From: Jean-Pierre Lozi (jean-pierre at lozi.org)
Date: Sat Jun 23 13:30:00 EDT 2007

On 6/23/07, John Clements <clements at brinckerhoff.org> wrote:
>
> On Jun 23, 2007, at 10:08 AM, Jean-Pierre Lozi wrote:
>
> > Thanks for your answers,
> >
> > Actually, what I am trying to do is quite simple : at some point in
> > my program, I get different messages (strings). I am trying to call
> > the appropriate function depending on the message I received.
> >
> > Of course I could dispatch the messages using cond - calling the
> > right function for each message. But I thought it would look nicer
> > using a function :
> >
> > (define (dispatch-message message)
> >      ((let-values (((sender command args) (parse-message message)))
> >         (let ((function (string->symbol
> >                  (string-append "answer-"
> >                                 (string-downcase command) "-
> > command"))))
> >           ((eval function) sender command args)))))))
> >
> > Of course, using the hash-table approach is similar to the cond
> > approach.

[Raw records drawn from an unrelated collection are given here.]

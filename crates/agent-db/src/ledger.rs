//! # Commission Ledger
//!
//! Every state-changing operation on agents, commissions and payouts. Each
//! one runs in a single SQLite transaction that re-reads the rows it
//! touches, applies the agent-core transition, writes the rows back and
//! appends the resulting event to the outbox.
//!
//! ## Commission and Payout Flow
//! ```text
//! ┌─────────────────────────────────────────────────────────────────────────┐
//! │                                                                         │
//! │  order completed ──► record_commission ──► commission (pending)        │
//! │                                                │                        │
//! │                              approve_commission│  credits total_earned  │
//! │                                                ▼                        │
//! │                                     commission (approved, unclaimed)    │
//! │                                                │                        │
//! │                                   create_payout│  claim: payout_id = P  │
//! │                                                ▼                        │
//! │  payout P: pending ──process──► processing ──complete──► completed     │
//! │               ▲                     │                  (members paid)   │
//! │               │ retry (re-claim)    │ fail (release)                    │
//! │               └──────── failed ◄────┘                                   │
//! │                                                                         │
//! │  pending ──cancel_payout──► cancelled (release)                         │
//! └─────────────────────────────────────────────────────────────────────────┘
//! ```
//!
//! A commission is held by at most one payout: claims are guarded updates
//! (`WHERE payout_id IS NULL`), and a lost claim aborts the whole
//! transaction with [`DbError::Conflict`]. Ledger transactions start with
//! `BEGIN IMMEDIATE`, so concurrent payout runs for one agent serialize: the
//! first takes every approved commission and the rest find none
//! ([`CoreError::NoCommissions`]). Lock contention that outlasts the busy
//! timeout also surfaces as `Conflict`.

use agent_core::{
    calculate, Agent, AgentEvent, CalculatorInput, Commission, CommissionCalculation, CommissionRate, CoreError,
    CoreResult, NewAgent, NewCommission, OrderContext, Payout, PayoutPeriod,
};
use chrono::{DateTime, Utc};
use sqlx::{Sqlite, SqliteConnection, SqlitePool, Transaction};
use tracing::{debug, info, warn};

use crate::error::{DbError, DbResult};
use crate::repository::{agent, bonus, commission, outbox, payout, team, tier};

/// Transactional operations over the commission ledger.
#[derive(Debug, Clone)]
pub struct Ledger {
    pool: SqlitePool,
}
//! # Team
//!
//! A sales team. Members reference the team by id; the team does not own
//! them. An active team adds its boost to every member's commission rate.

use chrono::{DateTime, Utc};
use serde::{Deserialize, Serialize};
use ts_rs::TS;

use crate::error::CoreResult;
use crate::money::Money;
use crate::rate::CommissionRate;
use crate::validation::{validate_code, validate_name, validate_non_negative_amount};

#[derive(Debug, Clone, PartialEq, Serialize, Deserialize, TS)]
#[ts(export)]
pub struct Team {
    pub id: i64,
    pub code: String,
    pub name: String,
    /// Agent leading the team, if any.
    pub leader_id: Option<i64>,
    pub monthly_target: Money,
    /// Added to each member's rate while the team is active.
    pub commission_boost: CommissionRate,
    pub is_active: bool,
    #[ts(as = "String")]
    pub created_at: DateTime<Utc>,
    #[ts(as = "String")]
    pub updated_at: DateTime<Utc>,
}

impl Team {
    /// Creates an active team. A missing boost means 0%.
    pub fn new(
        code: &str,
        name: &str,
        commission_boost: Option<CommissionRate>,
        now: DateTime<Utc>,
    ) -> CoreResult<Self> {
        let code = validate_code("team code", code)?;
        let name = validate_name("team name", name)?;

        Ok(Team {
            id: 0,
            code,
            name,
            leader_id: None,
            monthly_target: Money::zero(),
            commission_boost: commission_boost.unwrap_or(CommissionRate::ZERO),
            is_active: true,
            created_at: now,
            updated_at: now,
        })
    }

    pub fn with_id(mut self, id: i64) -> Self {
        self.id = id;
        self
    }

    /// The boost members actually receive: nothing while inactive.
    pub fn effective_boost(&self) -> CommissionRate {
        if self.is_active {
            self.commission_boost
        } else {
            CommissionRate::ZERO
        }
    }

    pub fn set_target(&mut self, target: Money, now: DateTime<Utc>) -> CoreResult<()> {
        validate_non_negative_amount("monthly_target", target)?;
        self.monthly_target = target;
        self.updated_at = now;
        Ok(())
    }

    pub fn set_commission_boost(&mut self, boost: CommissionRate, now: DateTime<Utc>) {
        self.commission_boost = boost;
        self.updated_at = now;
    }

    pub fn set_leader(&mut self, leader_id: Option<i64>, now: DateTime<Utc>) {
        self.leader_id = leader_id.filter(|id| *id > 0);
        self.updated_at = now;
    }

    #[inline]
    pub fn has_leader(&self) -> bool {
        self.leader_id.is_some()
    }

    pub fn activate(&mut self, now: DateTime<Utc>) {
        self.is_active = true;
        self.updated_at = now;
    }

    pub fn deactivate(&mut self, now: DateTime<Utc>) {
        self.is_active = false;
        self.updated_at = now;
    }
}

#[cfg(test)]
mod tests {
    use super::*;
    use chrono::TimeZone;

    fn t0() -> DateTime<Utc> {
        Utc.with_ymd_and_hms(2026, 1, 5, 8, 0, 0).unwrap()
    }

    #[test]
    fn test_new_team() {
        let team = Team::new("TEAM-KL", "Kuala Lumpur", None, t0()).unwrap();
        assert!(team.is_active);
        assert!(team.commission_boost.is_zero());
        assert!(!team.has_leader());

        assert!(Team::new("", "Nameless", None, t0()).is_err());
        assert!(Team::new("TEAM-X", "  ", None, t0()).is_err());
    }

    #[test]
    fn test_inactive_team_gives_no_boost() {
        let boost = CommissionRate::new(2.0).unwrap();
        let mut team = Team::new("TEAM-PG", "Penang", Some(boost), t0()).unwrap();
        assert_eq!(team.effective_boost(), boost);

        team.deactivate(t0());
        assert_eq!(team.effective_boost(), CommissionRate::ZERO);
        team.activate(t0());
        assert_eq!(team.effective_boost(), boost);
    }

    #[test]
    fn test_target_and_leader() {
        let mut team = Team::new("TEAM-JB", "Johor", None, t0()).unwrap();
        team.set_target(Money::from_major_minor(50_000, 0), t0()).unwrap();
        assert!(team.set_target(Money::from_cents(-1), t0()).is_err());
        assert_eq!(team.monthly_target, Money::from_major_minor(50_000, 0));

        team.set_leader(Some(3), t0());
        assert!(team.has_leader());
        team.set_leader(None, t0());
        assert!(!team.has_leader());
    }
}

Such a function could be unsafe, but I could test the
> > message with member before calling eval, in order to be sure that
> > the handling function exists.
> >
> > From what you all said, I understand that it is impossible. Too
> > bad. I guess I'll have to choose the cond/hashtable approach or to
> > avoid modules :)
>
> It appears to me that you can probably get something very much like
> what you want, using macros. BUT... I'll bet you thirty dollars it
> will take less time just to build a small 'cond' table.
>
> Another question; is there a good reason that your messages are
> formatted as strings? Are they coming from the user?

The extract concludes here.